In the case of Nonprofit ABC, with $20.2 million in fixed income, it can cover 4.4 years before needing to sell equities, allowing time for market recovery. Even with reduced income estimates ― dividends down 25%, interest 33%, and endowment gifts 50% ― the bond portfolio still covers 2.4 years. This means that if the market crashed this portfolio has 2.4 years of liquidity before equities would need to be liquidated.
It is also important to incorporate Nonprofit ABC’s operating liquidity into the model. Its net operating surplus, operating reserve and line of credit show that operations are cash positive with 97 days cash on hand. In the event of a downturn, it is unlikely that operations will need additional liquidity from the endowment beside the annual draw. Nonprofit ABC’s average cash balance of $20 million compared to the $4.5 million total estimated net liquidity need suggests that in the event of a liquidity crisis, operations could forgo the draw until liquidity improved. This organization has a strong liquidity profile.
When viewed against the question of how much liquidity is appropriate, Nonprofit ABC appears to be over-emphasizing liquidity at the expense of its endowment growth. Adding more illiquidity in the form of private equity has the potential to enhance long-term returns, strengthen the endowment and ultimately offer more support to the organization’s mission.
What are the legal restrictions?
The final step of the liquidity review is to understand your endowment’s legal restrictions. Restricted endowments (assets endowed by the donor) are subject to the Uniform Prudent Management of Institutional Funds Act (“UPMIFA”). This act mandates that a restricted endowment’s investing and spending must be at a rate that will preserve the purchasing power of the principal over the long term. As a result, excess liquidity in a restricted endowment, while comforting, is largely unusable, except to make the annual spending withdraw.
Maintaining highly liquid assets in your restricted endowment does not significantly improve your organization’s liquidity profile and may be an unnecessary drag on returns.
From a liquidity perspective, the board designated quasi endowment is the only endowment assets you can legally spend down to address a significant operating or capital issue. Maintaining highly liquid assets in your restricted endowment does not significantly improve your organization’s liquidity profile and may be an unnecessary drag on returns.
The Importance of Purchasing Power
The biggest risk most endowments face today is not illiquidity, but the failure to maintain purchasing power.

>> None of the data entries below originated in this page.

//! Tests for the root form lifecycle.

use std::cell::RefCell;
use std::rc::Rc;
use std::sync::Arc;

use nestform::prelude::*;
use serde_json::json;

fn person_schema() -> Schema {
    Schema::new()
        .with(AttributeSchema::new("name", FieldType::Text).required())
        .with(AttributeSchema::new("age", FieldType::Number))
}

fn person_form() -> Form {
    Form::for_schema(person_schema(), &FormConfig::default()).unwrap()
}

fn errors_json(submission: &Submission) -> serde_json::Value {
    match submission {
        Submission::Invalid(errors) => serde_json::to_value(errors).unwrap(),
        Submission::Valid(value) => panic!("expected invalid submission, got {value:?}"),
    }
}

// ============================================================================
// Submission
// ============================================================================

#[test]
fn test_submit_three_times() {
    let mut form = person_form();

    let mut view = MemoryView::new().with_text("name", "").with_text("age", "12");
    let submission = form.submit(&mut view);
    assert_eq!(
        errors_json(&submission),
        json!({"name": "Blank value not allowed here"})
    );

    view.set_text("name", "Ann");
    view.set_text("age", "abc");
    let submission = form.submit(&mut view);
    assert_eq!(
        errors_json(&submission),
        json!({"age": "A number is expected here"})
    );

    view.set_text("age", "12");
    let submission = form.submit(&mut view);
    let Submission::Valid(value) = submission else {
        panic!("expected valid submission");
    };
    assert_eq!(
        serde_json::to_value(&value).unwrap(),
        json!({"name": "Ann", "age": 12.0})
    );
}

#[test]
fn test_optional_absent_collected_as_null() {
    let mut form = person_form();
    let mut view = MemoryView::new().with_text("name", "Ann");

    let submission = form.submit(&mut view);
    assert!(submission.is_valid());
    assert_eq!(form.values().get("age"), Some(&Value::Null));
}

#[test]
fn test_repeated_validation_is_idempotent() {
    let mut form = person_form();
    let mut view = MemoryView::new().with_text("name", "Ann").with_text("age", "x");

    let first = form.validate(&mut view);
    let errors = form.errors().clone();
    let second = form.validate(&mut view);

    assert_eq!(first, second);
    assert_eq!(form.errors(), &errors);
    assert_eq!(view.error("age"), Some("A number is expected here"));
}

#[test]
fn test_submit_returns_record_when_bound() {
    let class = Arc::new(ModelClass::new("person", "Person", person_schema()));
    let record = Record::new(Arc::clone(&class)).set("name", "Ann");
    let mut form = Form::for_record(record, &FormConfig::default()).unwrap();

    let mut view = MemoryView::new();
    form.mount(&mut view);
    view.set_text("age", "40");

    let Submission::Valid(Value::Record(record)) = form.submit(&mut view) else {
        panic!("expected a record");
    };
    assert_eq!(record.get_string("name").unwrap(), Some("Ann"));
    assert_eq!(record.get_float("age").unwrap(), Some(40.0));
}

// ============================================================================
// Submit control
// ============================================================================

#[test]
fn test_submit_enabled_follows_errors() {
    let mut form = person_form();
    let mut view = MemoryView::new().with_text("age", "x");

    form.validate(&mut view);
    assert!(!form.submit_enabled());
    assert_eq!(view.submit_enabled(form.id()), Some(false));

    view.set_text("name", "Ann");
    view.set_text("age", "3");
    form.validate(&mut view);
    assert!(form.submit_enabled());
    assert_eq!(view.submit_enabled(form.id()), Some(true));
}

#[test]
fn test_validate_single_field() {
    let mut form = person_form();
    let mut view = MemoryView::new().with_text("age", "x");

    assert!(form.validate_field("age", &mut view));
    assert!(!form.submit_enabled());
    assert_eq!(
        serde_json::to_value(form.errors()).unwrap(),
        json!({"age": "A number is expected here"})
    );

    // Name was never validated, so the form counts as valid once age is fixed
    view.set_text("age", "7");
    assert!(form.validate_field("age", &mut view));
    assert!(form.is_valid());
    assert!(form.submit_enabled());

    assert!(!form.validate_field("missing", &mut view));
}

#[test]
fn test_reset() {
    let mut form = person_form();
    let mut view = MemoryView::new().with_text("name", "Ann").with_text("age", "x");
    form.validate(&mut view);
    assert!(!form.values().is_empty());

    form.reset(&mut view);
    assert!(form.values().is_empty());
    assert!(form.submit_enabled());
    assert!(view.errors().is_empty());
    // Outstanding errors wait for the next validation pass
    assert_eq!(form.errors().len(), 1);
}

// ============================================================================
// Subscribers
// ============================================================================

#[test]
fn test_subscribers_receive_events() {
    let events = Rc::new(RefCell::new(Vec::new()));
    let mut form = person_form();
    let seen = Rc::clone(&events);
    let id = form.subscribe(move |event| seen.borrow_mut().push(event.clone()));

    let mut view = MemoryView::new().with_text("name", "Ann").with_text("age", "5");
    form.submit(&mut view);

    {
        let events = events.borrow();
        assert!(matches!(events.first(), Some(FormEvent::Valid(Signal::Pass { .. }))));
        assert!(matches!(events.last(), Some(FormEvent::SubmitValid(_))));
    }

    assert!(form.unsubscribe(id));
    let count = events.borrow().len();
    form.submit(&mut view);
    assert_eq!(events.borrow().len(), count);
}

#[test]
fn test_submit_invalid_event() {
    let events = Rc::new(RefCell::new(Vec::new()));
    let mut form = person_form();
    let seen = Rc::clone(&events);
    form.subscribe(move |event| seen.borrow_mut().push(event.clone()));

    let mut view = MemoryView::new();
    form.submit(&mut view);

    let events = events.borrow();
    let Some(FormEvent::SubmitInvalid(errors)) = events.last() else {
        panic!("expected submit invalid");
    };
    assert!(errors.contains_key("name"));
}

// ============================================================================
// Mounting
// ============================================================================

#[test]
fn test_mount_prefills_initial_data() {
    let class = Arc::new(ModelClass::new("person", "Person", person_schema()));
    let record = Record::new(class).set("name", "Ann").set("age", 30.0);
    let form = Form::for_record(record, &FormConfig::default()).unwrap();

    let mut view = MemoryView::new();
    form.mount(&mut view);

    assert_eq!(view.input("name"), Some(RawInput::Text("Ann".into())));
    assert_eq!(view.input("age"), Some(RawInput::Text("30".into())));

    let age = view.mounted("age").unwrap();
    assert_eq!(age.region, ".form-content");
    assert_eq!(age.id, format!("{}_age", form.id()));
    assert_eq!(view.mounted("").unwrap().template, "form");
    assert_eq!(view.submit_enabled(form.id()), Some(true));
}

#[test]
fn test_read_only_attributes_are_not_fields() {
    let schema = person_schema().with(AttributeSchema::new("created", FieldType::Text).read_only());
    let form = Form::for_schema(schema, &FormConfig::default()).unwrap();

    assert!(form.field("created").is_none());
    assert_eq!(form.model().composite().len(), 2);
}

For organizations highly dependent on endowment income, this will permanently reduce the impact your organization will have in the future. Nonprofit leaders need to carefully balance the tradeoff between current liquidity and long-term investment returns. While liquidity enables organizations to meet operating needs, fund commitments and meet planned capital expenditures, too much liquidity can prevent them from realizing their long-term growth potential.